We detail the inclusion/exclusion criteria and a more detailed description of the cohort in the Supplement. The ethical committees of all hospitals had approved the study, conducted according to the Declaration of Helsinki. Furthermore, all participants and parents/legal guardians for adolescents under 16 had given written informed consent.

Collection and processing of baseline structural MRI data

We acquired a high-resolution structural image from each participant with a T1-weighted gradient-echo sequence with different devices (see Supplement for details). We used a voxel-based morphometry (VBM) pre-processing pipeline because we have previously found higher accuracy using VBM data26 (see Supplement for details).

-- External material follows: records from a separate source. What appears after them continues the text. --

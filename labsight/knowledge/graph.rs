use indexmap::IndexMap;
use serde::{Deserialize, Serialize};
use thiserror::Error;

/// Damping applied to every edge weight before it is added to a cause's evidence.
pub const EVIDENCE_DAMPING: f64 = 0.8;

/// Declarative edge: observation --relation--> cause.
#[derive(Debug, Clone, PartialEq, Serialize, Deserialize)]
pub struct EdgeSpec {
    /// Observation token, e.g. `MCV_LOW`.
    pub source: String,
    /// Relation label, e.g. `possible_cause`.
    pub relation: String,
    /// Cause node name.
    pub target: String,
    /// Edge weight in (0, 1].
    pub weight: f64,
}

impl EdgeSpec {
    /// Creates an edge declaration.
    #[must_use]
    pub fn new(
        source: impl Into<String>,
        relation: impl Into<String>,
        target: impl Into<String>,
        weight: f64,
    ) -> Self {
        Self {
            source: source.into(),
            relation: relation.into(),
            target: target.into(),
            weight,
        }
    }

    /// Audit trace written into a cause's support list.
    #[must_use]
    pub fn trace(&self) -> String {
        format!("{}->{}->{}", self.source, self.relation, self.target)
    }
}

/// Smallest accepted edge weight. Lighter edges would round to a zero score.
pub const MIN_EDGE_WEIGHT: f64 = 0.001;

/// Errors raised while building the graph.
#[derive(Debug, Error, PartialEq)]
pub enum GraphError {
    /// Weight outside [`MIN_EDGE_WEIGHT`, 1].
    #[error("edge {observation}->{cause} has weight {weight}, expected a value in [0.001, 1]")]
    InvalidWeight {
        /// Edge source observation.
        observation: String,
        /// Edge target cause.
        cause: String,
        /// Offending weight.
        weight: f64,
    },
    /// Blank source, relation, or target.
    #[error("edge #{index} has an empty {field}")]
    EmptyNode {
        /// Position in the edge table.
        index: usize,
        /// Which column was empty.
        field: &'static str,
    },
}

/// Where a probable cause came from.
#[derive(Debug, Clone, Copy, PartialEq, Eq, Serialize, Deserialize)]
#[serde(rename_all = "lowercase")]
pub enum CauseSource {
    /// Knowledge-graph inference.
    Kg,
}

/// One ranked cause.
#[derive(Debug, Clone, PartialEq, Serialize, Deserialize)]
pub struct ProbableCause {
    /// Cause node name.
    pub cause: String,
    /// Score relative to the strongest cause, in [0, 1].
    pub score: f64,
    /// Edge traces that contributed, in accumulation order.
    pub support: Vec<String>,
    /// Provenance tag.
    pub source: CauseSource,
}

/// Full result of [`KnowledgeGraph::infer_causes`].
#[derive(Debug, Clone, Default, PartialEq, Serialize)]
pub struct CauseInference {
    /// Causes sorted by normalized score, ties in first-encountered order.
    pub causes: Vec<ProbableCause>,
    /// Damped, capped evidence sums before priors.
    pub combined: IndexMap<String, f64>,
    /// Scores after prior fusion, before normalization.
    pub fused: IndexMap<String, f64>,
}

/// Immutable observation -> cause evidence graph.
///
/// Edges are stored once in table order; `outgoing` indexes them by source.
#[derive(Debug, Clone, Default)]
pub struct KnowledgeGraph {
    edges: Vec<EdgeSpec>,
    outgoing: IndexMap<String, Vec<usize>>,
}

impl KnowledgeGraph {
    /// Builds the graph from an edge table, validating each row.
    pub fn from_edges(edges: impl IntoIterator<Item = EdgeSpec>) -> Result<Self, GraphError> {
        let mut graph = Self::default();
        for (index, edge) in edges.into_iter().enumerate() {
            for (field, value) in [
                ("source", &edge.source),
                ("relation", &edge.relation),
                ("target", &edge.target),
            ] {
                if value.trim().is_empty() {
                    return Err(GraphError::EmptyNode { index, field });
                }
            }
            if !(MIN_EDGE_WEIGHT..=1.0).contains(&edge.weight) {
                return Err(GraphError::InvalidWeight {
                    observation: edge.source,
                    cause: edge.target,
                    weight: edge.weight,
                });
            }
            graph
                .outgoing
                .entry(edge.source.clone())
                .or_default()
                .push(graph.edges.len());
            graph.edges.push(edge);
        }
        Ok(graph)
    }

    /// Outgoing edges of an observation, in table order.
    pub fn query<'a>(&'a self, observation: &str) -> impl Iterator<Item = &'a EdgeSpec> + 'a {
        self.outgoing
            .get(observation)
            .into_iter()
            .flatten()
            .map(move |&idx| &self.edges[idx])
    }

    /// The whole edge table.
    #[must_use]
    pub fn edges(&self) -> &[EdgeSpec] {
        &self.edges
    }

    /// Number of edges.
    #[must_use]
    pub fn len(&self) -> usize {
        self.edges.len()
    }

    /// True when the graph has no edges.
    #[must_use]
    pub fn is_empty(&self) -> bool {
        self.edges.is_empty()
    }

    /// Aggregates evidence for every cause reachable from `observations`.
    ///
    /// Evidence is summed with damping and capped at 1.0, so several corroborating
    /// observations outrank a single strong one. Scores are then fused with the
    /// priors and divided by the maximum, which makes the result a relative ranking.
    #[must_use]
    pub fn infer_causes<S: AsRef<str>>(
        &self,
        observations: &[S],
        priors: &IndexMap<String, f64>,
    ) -> CauseInference {
        let mut combined: IndexMap<String, f64> = IndexMap::new();
        let mut support: IndexMap<String, Vec<String>> = IndexMap::new();

        for observation in observations {
            for edge in self.query(observation.as_ref()) {
                let score = combined.entry(edge.target.clone()).or_insert(0.0);
                *score = (*score + edge.weight * EVIDENCE_DAMPING).min(1.0);
                support
                    .entry(edge.target.clone())
                    .or_default()
                    .push(edge.trace());
            }
        }

        let fused: IndexMap<String, f64> = combined
            .iter()
            .map(|(cause, score)| {
                let prior = priors.get(cause).copied().unwrap_or(0.0);
                (cause.clone(), round3(score * (1.0 + prior)).min(1.0))
            })
            .collect();

        let max = fused.values().copied().fold(0.0_f64, f64::max);
        let mut causes: Vec<ProbableCause> = fused
            .iter()
            .map(|(cause, score)| ProbableCause {
                cause: cause.clone(),
                score: if max > 0.0 { round3(score / max) } else { 0.0 },
                support: support.get(cause).cloned().unwrap_or_default(),
                source: CauseSource::Kg,
            })
            .collect();
        causes.sort_by(|a, b| b.score.total_cmp(&a.score));

        CauseInference {
            causes,
            combined,
            fused,
        }
    }
}

/// Rounds to three decimals.
#[must_use]
pub fn round3(value: f64) -> f64 {
    (value * 1000.0).round() / 1000.0
}

#[cfg(test)]
mod tests {
    use super::*;

    fn graph() -> KnowledgeGraph {
        KnowledgeGraph::from_edges([
            EdgeSpec::new("Hemoglobin_LOW", "possible_cause", "Iron_Deficiency", 0.6),
            EdgeSpec::new("Hemoglobin_LOW", "possible_cause", "Blood_Loss", 0.5),
            EdgeSpec::new("MCV_LOW", "possible_cause", "Iron_Deficiency", 0.7),
            EdgeSpec::new("MCV_LOW", "possible_cause", "Thalassemia_Trait", 0.5),
            EdgeSpec::new("CRP_HIGH", "suggests", "Inflammation", 0.2),
        ])
        .unwrap()
    }

    #[test]
    fn query_preserves_table_order() {
        let graph = graph();
        let targets: Vec<_> = graph.query("Hemoglobin_LOW").map(|e| e.target.as_str()).collect();
        assert_eq!(targets, ["Iron_Deficiency", "Blood_Loss"]);
        assert_eq!(graph.query("Unknown_HIGH").count(), 0);
    }

    #[test]
    fn corroborating_observations_add_up() {
        let graph = graph();
        let priors = IndexMap::new();
        let hb_only = graph.infer_causes(&["Hemoglobin_LOW"], &priors);
        let mcv_only = graph.infer_causes(&["MCV_LOW"], &priors);
        let both = graph.infer_causes(&["Hemoglobin_LOW", "MCV_LOW"], &priors);

        let iron = |inf: &CauseInference| inf.combined["Iron_Deficiency"];
        assert!(iron(&both) > iron(&hb_only));
        assert!(iron(&both) > iron(&mcv_only));
        assert!((iron(&both) - 1.0).abs() < f64::EPSILON);
        assert_eq!(
            both.causes[0].support,
            [
                "Hemoglobin_LOW->possible_cause->Iron_Deficiency",
                "MCV_LOW->possible_cause->Iron_Deficiency"
            ]
        );
    }

    #[test]
    fn normalization_pins_top_cause_to_one() {
        let graph = graph();
        let inference = graph.infer_causes(&["CRP_HIGH"], &IndexMap::new());
        assert_eq!(inference.causes.len(), 1);
        assert!((inference.causes[0].score - 1.0).abs() < f64::EPSILON);
        assert!((inference.fused["Inflammation"] - 0.16).abs() < 1e-9);
    }

    #[test]
    fn priors_scale_before_normalizing() {
        let graph = graph();
        let mut priors = IndexMap::new();
        priors.insert("Blood_Loss".to_string(), 0.5);
        let inference = graph.infer_causes(&["Hemoglobin_LOW"], &priors);
        // 0.4 * 1.5 = 0.6 beats 0.48
        assert_eq!(inference.causes[0].cause, "Blood_Loss");
        assert!((inference.causes[1].score - 0.8).abs() < 1e-9);
    }

    #[test]
    fn ties_keep_first_encountered_order() {
        let graph = KnowledgeGraph::from_edges([
            EdgeSpec::new("A_HIGH", "r", "Second", 0.5),
            EdgeSpec::new("A_HIGH", "r", "First", 0.5),
        ])
        .unwrap();
        let inference = graph.infer_causes(&["A_HIGH"], &IndexMap::new());
        let names: Vec<_> = inference.causes.iter().map(|c| c.cause.as_str()).collect();
        assert_eq!(names, ["Second", "First"]);
    }

    #[test]
    fn unmatched_observations_yield_nothing() {
        let inference = graph().infer_causes(&["Sodium_LOW"], &IndexMap::new());
        assert!(inference.causes.is_empty());
        assert!(inference.combined.is_empty());
        let empty: [&str; 0] = [];
        assert!(graph().infer_causes(&empty, &IndexMap::new()).causes.is_empty());
    }

    #[test]
    fn lightest_edge_still_scores_one() {
        let graph =
            KnowledgeGraph::from_edges([EdgeSpec::new("A_HIGH", "r", "Faint", MIN_EDGE_WEIGHT)])
                .unwrap();
        let inference = graph.infer_causes(&["A_HIGH"], &IndexMap::new());
        assert!(inference.fused["Faint"] > 0.0);
        assert!((inference.causes[0].score - 1.0).abs() < f64::EPSILON);
    }

    #[test]
    fn rejects_bad_rows() {
        let err = KnowledgeGraph::from_edges([EdgeSpec::new("A_LOW", "r", "B", 1.5)]).unwrap_err();
        assert!(matches!(err, GraphError::InvalidWeight { .. }));
        let err = KnowledgeGraph::from_edges([EdgeSpec::new("A_LOW", "r", "B", 0.0005)]).unwrap_err();
        assert!(matches!(err, GraphError::InvalidWeight { .. }));
        let err = KnowledgeGraph::from_edges([EdgeSpec::new("A_LOW", " ", "B", 0.5)]).unwrap_err();
        assert_eq!(err, GraphError::EmptyNode { index: 0, field: "relation" });
    }
}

Removal of the effects of the site

The effects of the site (e.g., differences in MRI data due to using different devices) might increase noise and confound the analyses. To remove them, we used a recently developed method to control for batch effects named ComBat, as several studies have shown its superiority to simply adding “site” as a covariate in the linear models27,28. We found the ComBat parameters (i.e., the MRI differences between sites) using the processed images from exclusively the training set (i.e., we did not use the test set to find the parameters). We then removed the effects of the site from the processed images of both the training and the test sets using these parameters. We must highlight again that the effects of the site were estimated only using individuals from the training set (i.e., not a single piece of information from the test set), thus preventing any information leak. We have previously modified the ComBat functions to allow this separate estimation and application of the ComBat parameters28.

We also controlled the effects of the site when estimating the model’s accuracy (see details later), which is important because the effects of the site might bias the accuracy even when researchers attempted to remove them during the creation of the machine-learning model29.

Optimization of MRI-based machine-learning parameters

We optimized the MRI-based machine-learning parameters using two independent datasets. Our main reason for using independent datasets was to avoid any data leakage. We reasoned that if we used the same cohort to optimize the machine-learning parameters and create the risk-estimation model, we could end up validating this model in patients we had previously used to optimize the parameters (based on the best relapse risk estimations). We acknowledge that one strategy to prevent such data leakage would be optimizing the parameters separately for each fold via within-fold cross-validation using the training sets exclusively. However, such a strategy could result in different MRI parameters for the different folds, creating over-complexity in the model. Rather, we looked for general MRI settings that would be stable not only for the different folds but for different predictions or studies.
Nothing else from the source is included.